Germany, Würzburg, mid 15th century. Latin; 440 × 330 mm, 303 fols. Arundel MS 108, f.146b
The figures of the crucified Christ, his mother and his favourite disciple, St John, are placed against a background of heavy tooled gold, protected by a curtain of purple silk stitched to the vellum page. Their robes are painted in the soft, bright colours favoured by German illuminators of the time and the ground at their feet is studded with delicately painted naturalistic plants. The manuscript was made for use at Würzburg in the time of Gottfried von Limpurg, who was bishop between 1443 and 1455.
Northern Netherlands, c. 1440. Dutch; 390 × 290 mm, 300 fols. Additional MS 15410, f.54 (detail)

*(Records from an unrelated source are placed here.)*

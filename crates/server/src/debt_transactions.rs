//! Debt transaction API endpoints

use api_types::debt_transaction::{
    ChangeKind as ApiKind, ChangeStatus as ApiStatus, DebtTransactionListResponse,
    DebtTransactionNew, DebtTransactionResolution, DebtTransactionRespond, DebtTransactionView,
    PendingCount,
};
use axum::{
    Extension, Json,
    extract::{Path, State},
    http::StatusCode,
};
use engine::{ChangeKind, ChangeRequest, ChangeStatus, CreateRequestCmd, MoneyCents};
use uuid::Uuid;

use crate::{ServerError, server::ServerState, user};

fn map_kind(kind: ChangeKind) -> ApiKind {
    match kind {
        ChangeKind::Drop => ApiKind::Drop,
        ChangeKind::Modify => ApiKind::Modify,
        ChangeKind::ConfirmPaid => ApiKind::ConfirmPaid,
    }
}

fn map_api_kind(kind: ApiKind) -> ChangeKind {
    match kind {
        ApiKind::Drop => ChangeKind::Drop,
        ApiKind::Modify => ChangeKind::Modify,
        ApiKind::ConfirmPaid => ChangeKind::ConfirmPaid,
    }
}

fn map_status(status: ChangeStatus) -> ApiStatus {
    match status {
        ChangeStatus::Pending => ApiStatus::Pending,
        ChangeStatus::Approved => ApiStatus::Approved,
        ChangeStatus::Rejected => ApiStatus::Rejected,
        ChangeStatus::Cancelled => ApiStatus::Cancelled,
    }
}

pub(crate) fn view(request: ChangeRequest) -> DebtTransactionView {
    DebtTransactionView {
        id: request.id,
        debt_id: request.debt_id,
        kind: map_kind(request.kind),
        requester_id: request.requester_id,
        lender_approved: request.lender_approved,
        borrower_approved: request.borrower_approved,
        proposed_amount_minor: request.proposal.amount.map(MoneyCents::cents),
        proposed_description: request.proposal.description,
        reason: request.reason,
        status: map_status(request.status),
        created_at: request.created_at,
        resolved_at: request.resolved_at,
    }
}

/// Pending requests on the caller's debts, newest first.
pub async fn list_pending(
    Extension(user): Extension<user::Model>,
    State(state): State<ServerState>,
) -> Result<Json<DebtTransactionListResponse>, ServerError> {
    let requests = state.engine.list_pending(&user.username).await?;
    Ok(Json(DebtTransactionListResponse {
        transactions: requests.into_iter().map(view).collect(),
    }))
}

pub async fn pending_count(
    Extension(user): Extension<user::Model>,
    State(state): State<ServerState>,
) -> Result<Json<PendingCount>, ServerError> {
    let count = state.engine.pending_count_for_user(&user.username).await?;
    Ok(Json(PendingCount { count }))
}

/// Open a change request on a debt the caller is party to.
pub async fn create(
    Extension(user): Extension<user::Model>,
    State(state): State<ServerState>,
    Json(payload): Json<DebtTransactionNew>,
) -> Result<(StatusCode, Json<DebtTransactionView>), ServerError> {
    let mut cmd = CreateRequestCmd::new(payload.debt_id, map_api_kind(payload.kind), user.username);
    if let Some(amount) = payload.proposed_amount_minor {
        cmd = cmd.amount(amount);
    }
    if let Some(description) = payload.proposed_description {
        cmd = cmd.description(description);
    }
    if let Some(reason) = payload.reason {
        cmd = cmd.reason(reason);
    }

    let request = state.engine.create_request(cmd).await?;
    Ok((StatusCode::CREATED, Json(view(request))))
}

pub async fn get(
    Extension(user): Extension<user::Model>,
    State(state): State<ServerState>,
    Path(id): Path<Uuid>,
) -> Result<Json<DebtTransactionView>, ServerError> {
    let request = state.engine.request(id, &user.username).await?;
    Ok(Json(view(request)))
}

/// Approve or reject a pending request.
pub async fn respond(
    Extension(user): Extension<user::Model>,
    State(state): State<ServerState>,
    Path(id): Path<Uuid>,
    Json(payload): Json<DebtTransactionRespond>,
) -> Result<Json<DebtTransactionResolution>, ServerError> {
    let resolution = state
        .engine
        .respond(id, &user.username, payload.approve)
        .await?;
    Ok(Json(DebtTransactionResolution {
        transaction: view(resolution.request),
        debt_mutated: resolution.debt_mutated,
    }))
}

/// Withdraw a pending request opened by the caller.
pub async fn cancel(
    Extension(user): Extension<user::Model>,
    State(state): State<ServerState>,
    Path(id): Path<Uuid>,
) -> Result<Json<DebtTransactionView>, ServerError> {
    let request = state.engine.cancel(id, &user.username).await?;
    Ok(Json(view(request)))
}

Dutch miniature painters produced a substantial number of illustrated copies of a vernacular version of the bible, the most elaborate containing more than 500 separate miniatures. This bible, made about 1440, was painted by the Master of Catherine of Cleves and his associates. Much admired and studied since the rediscovery of his masterpiece, the Hours of Catherine of Cleves, Duchess of Guelders, in the early 1960s, this artist's style has been identified in a large number of manuscripts. The Hours is now one of the greatest treasures of the Pierpont Morgan Library in New York. This miniature, though not by the Master's own hand, is a fine and lively example of the work being produced in the northern Netherlands during his time.